Dieu sait que la Grande-Bretagne n’est pas parfaite. Elle est confrontée aux mêmes défis que toutes les autres démocraties libérales, mais pas toujours avec succès. Mais c’est aussi un pays où un Premier ministre hindou peut porter une kippa et se joindre aux prières en hébreu à un moment de deuil juif, ce qui touche profondément ceux qui ne partagent pas sa politique. C’est un pays où un maire musulman de Londres qui a géré ces derniers jours avec une grâce exemplaire peut rompre le pain dans un restaurant casher un jour à Golders Green et le lendemain, visitez le bureau londonien d’une organisation caritative travaillant dans les hôpitaux de Gaza ; où l’épouse du premier ministre écossais, Nadia El-Nakla, peut parler avec émotion de ses craintes pour la vie de ses parents tout en présentant une motion à la conférence du SNP qui condamne sans équivoque les attaques du Hamas et appelle Israël à respecter le droit international en réponse .

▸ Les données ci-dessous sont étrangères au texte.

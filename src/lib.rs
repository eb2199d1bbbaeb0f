//! Monkey: a small expression-oriented scripting language.
//!
//! Source text is scanned, parsed, compiled to a compact bytecode, and
//! executed on a stack-based virtual machine. There is no tree-walking
//! path; the bytecode pipeline is the interpreter.

pub mod ast;
pub mod bytecode;
pub mod error;
pub mod lexer;
pub mod object;
pub mod parser;
pub mod repl;
pub mod span;

use ast::Program;
use bytecode::compiler::{Bytecode, Compiler};
use bytecode::vm::Vm;
use error::MonkeyError;
use lexer::Scanner;
use object::Value;
use parser::Parser;

/// Parse source text into a program.
pub fn parse(source: &str) -> Result<Program, MonkeyError> {
    let tokens = Scanner::new(source).scan_tokens()?;
    let program = Parser::new(tokens).parse()?;
    Ok(program)
}

/// Compile source text to bytecode.
pub fn compile(source: &str) -> Result<Bytecode, MonkeyError> {
    let program = parse(source)?;
    let mut compiler = Compiler::new();
    compiler.compile(&program)?;
    Ok(compiler.bytecode())
}

/// Run source text and return the value of its last expression statement.
pub fn run(source: &str) -> Result<Value, MonkeyError> {
    let bytecode = compile(source)?;
    let mut vm = Vm::new(bytecode);
    vm.run()?;
    Ok(vm.last_popped_stack_elem().clone())
}

#[cfg(test)]
mod tests {
    use super::*;

    #[test]
    fn test_run_pipeline() {
        assert_eq!(run("(1 + 2) * 3").unwrap(), Value::Integer(9));
    }

    #[test]
    fn test_errors_carry_their_phase() {
        assert!(matches!(run("\"open"), Err(MonkeyError::Lexer(_))));
        assert!(matches!(run("let = 3"), Err(MonkeyError::Parser(_))));
        assert!(matches!(run("nope"), Err(MonkeyError::Compile(_))));
        assert!(matches!(run("1 / 0"), Err(MonkeyError::Runtime(_))));
    }
}
//! Runtime values shared by the compiler and the virtual machine.

use std::fmt;
use std::hash::Hasher;

use fnv::FnvHasher;
use indexmap::IndexMap;

/// A runtime value in Monkey.
///
/// Booleans and null need no canonical shared instances here: the enum
/// variants are the canonical representation, and structural equality
/// preserves the comparison semantics that identity gave the original.
#[derive(Debug, Clone, PartialEq)]
pub enum Value {
    /// 64-bit signed integer. Arithmetic wraps (two's complement).
    Integer(i64),

    /// Boolean value.
    Boolean(bool),

    /// UTF-8 string value, immutable.
    String(String),

    /// Array value, heterogeneous.
    Array(Vec<Value>),

    /// Hash value. Keyed by [`HashKey`]; each entry keeps the original key
    /// value alongside the stored value. Iteration follows insertion order.
    Hash(IndexMap<HashKey, HashPair>),

    /// The absence of a value.
    Null,
}

/// A key-value entry in a hash, preserving the key as written.
#[derive(Debug, Clone, PartialEq)]
pub struct HashPair {
    pub key: Value,
    pub value: Value,
}

/// The derived key for hashable values: the value's type tag plus a 64-bit
/// key. Stable within a single VM run.
#[derive(Debug, Clone, Copy, PartialEq, Eq, Hash)]
pub struct HashKey {
    pub kind: &'static str,
    pub value: u64,
}

impl Value {
    /// The type tag observable at runtime, used for error messages and
    /// dispatch.
    pub fn type_name(&self) -> &'static str {
        match self {
            Value::Integer(_) => "Integer",
            Value::Boolean(_) => "Boolean",
            Value::String(_) => "String",
            Value::Array(_) => "Array",
            Value::Hash(_) => "Hash",
            Value::Null => "Null",
        }
    }

    /// Everything is truthy except `false` and `null`.
    pub fn is_truthy(&self) -> bool {
        !matches!(self, Value::Boolean(false) | Value::Null)
    }

    /// Derive the hash key for this value. Total on the hashable variants
    /// (integers, booleans, strings); `None` for everything else.
    pub fn hash_key(&self) -> Option<HashKey> {
        let key = match self {
            Value::Integer(n) => *n as u64,
            Value::Boolean(b) => *b as u64,
            Value::String(s) => {
                let mut hasher = FnvHasher::default();
                hasher.write(s.as_bytes());
                hasher.finish()
            }
            _ => return None,
        };

        Some(HashKey {
            kind: self.type_name(),
            value: key,
        })
    }
}

impl fmt::Display for Value {
    /// Format a value in its canonical inspection form, as printed by the
    /// REPL.
    fn fmt(&self, f: &mut fmt::Formatter<'_>) -> fmt::Result {
        match self {
            Value::Integer(n) => write!(f, "{}", n),
            Value::Boolean(b) => write!(f, "{}", b),
            Value::String(s) => write!(f, "{}", s),
            Value::Null => write!(f, "null"),
            Value::Array(elements) => {
                write!(f, "[")?;
                for (i, element) in elements.iter().enumerate() {
                    if i > 0 {
                        write!(f, ", ")?;
                    }
                    write!(f, "{}", element)?;
                }
                write!(f, "]")
            }
            Value::Hash(pairs) => {
                write!(f, "{{")?;
                for (i, pair) in pairs.values().enumerate() {
                    if i > 0 {
                        write!(f, ", ")?;
                    }
                    write!(f, "{}: {}", pair.key, pair.value)?;
                }
                write!(f, "}}")
            }
        }
    }
}

#[cfg(test)]
mod tests {
    use super::*;

    #[test]
    fn test_type_names() {
        assert_eq!(Value::Integer(1).type_name(), "Integer");
        assert_eq!(Value::Boolean(true).type_name(), "Boolean");
        assert_eq!(Value::String("x".to_string()).type_name(), "String");
        assert_eq!(Value::Array(vec![]).type_name(), "Array");
        assert_eq!(Value::Hash(IndexMap::new()).type_name(), "Hash");
        assert_eq!(Value::Null.type_name(), "Null");
    }

    #[test]
    fn test_truthiness() {
        assert!(Value::Integer(0).is_truthy());
        assert!(Value::String(String::new()).is_truthy());
        assert!(Value::Array(vec![]).is_truthy());
        assert!(Value::Boolean(true).is_truthy());
        assert!(!Value::Boolean(false).is_truthy());
        assert!(!Value::Null.is_truthy());
    }

    #[test]
    fn test_integer_hash_key_is_unsigned_reinterpretation() {
        let key = Value::Integer(-1).hash_key().unwrap();
        assert_eq!(key.kind, "Integer");
        assert_eq!(key.value, u64::MAX);
        assert_eq!(Value::Integer(7).hash_key().unwrap().value, 7);
    }

    #[test]
    fn test_boolean_hash_keys() {
        assert_eq!(Value::Boolean(true).hash_key().unwrap().value, 1);
        assert_eq!(Value::Boolean(false).hash_key().unwrap().value, 0);
    }

    #[test]
    fn test_string_hash_keys() {
        let hello1 = Value::String("Hello World".to_string());
        let hello2 = Value::String("Hello World".to_string());
        let other = Value::String("My name is johnny".to_string());

        assert_eq!(hello1.hash_key(), hello2.hash_key());
        assert_ne!(hello1.hash_key(), other.hash_key());
    }

    #[test]
    fn test_equal_keys_of_different_types_do_not_collide() {
        // Boolean true and integer 1 share the 64-bit key but not the tag.
        let one = Value::Integer(1).hash_key().unwrap();
        let yes = Value::Boolean(true).hash_key().unwrap();
        assert_eq!(one.value, yes.value);
        assert_ne!(one, yes);
    }

    #[test]
    fn test_aggregates_are_not_hashable() {
        assert!(Value::Array(vec![]).hash_key().is_none());
        assert!(Value::Hash(IndexMap::new()).hash_key().is_none());
        assert!(Value::Null.hash_key().is_none());
    }

    #[test]
    fn test_display() {
        assert_eq!(Value::Integer(-5).to_string(), "-5");
        assert_eq!(Value::String("monkey".to_string()).to_string(), "monkey");
        assert_eq!(
            Value::Array(vec![
                Value::Integer(1),
                Value::String("two".to_string()),
                Value::Array(vec![Value::Boolean(true)]),
            ])
            .to_string(),
            "[1, two, [true]]"
        );

        let mut pairs = IndexMap::new();
        let key = Value::String("foo".to_string());
        pairs.insert(
            key.hash_key().unwrap(),
            HashPair {
                key,
                value: Value::Integer(5),
            },
        );
        assert_eq!(Value::Hash(pairs).to_string(), "{foo: 5}");
    }

    #[test]
    fn test_structural_equality() {
        assert_eq!(
            Value::String("a".to_string()),
            Value::String("a".to_string())
        );
        assert_eq!(
            Value::Array(vec![Value::Integer(1)]),
            Value::Array(vec![Value::Integer(1)])
        );
        assert_ne!(Value::Integer(1), Value::Boolean(true));
    }
}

Ces choses sont aussi le multiculturalisme en action ; tout comme le son des Juifs britanniques chantant l’hymne d’un autre pays dans le lieu de culte de leur choix, pour des raisons avec lesquelles chacun peut instinctivement sympathiser. La véritable richesse de la diversité réside dans sa capacité à construire une nouvelle profondeur de compréhension, une sensibilité envers nos voisins et une capacité à garder simultanément à l’esprit des pensées et des sentiments parfois douloureusement contradictoires, ce qui nous aide à naviguer dans un monde complexe. Une politique qui alimente la division et la haine ne mène finalement qu’à la fragmentation. Mais c’est dans notre flexibilité, notre fluidité que réside la force nationale de la Grande-Bretagne. Nous en aurons besoin dans les jours à venir.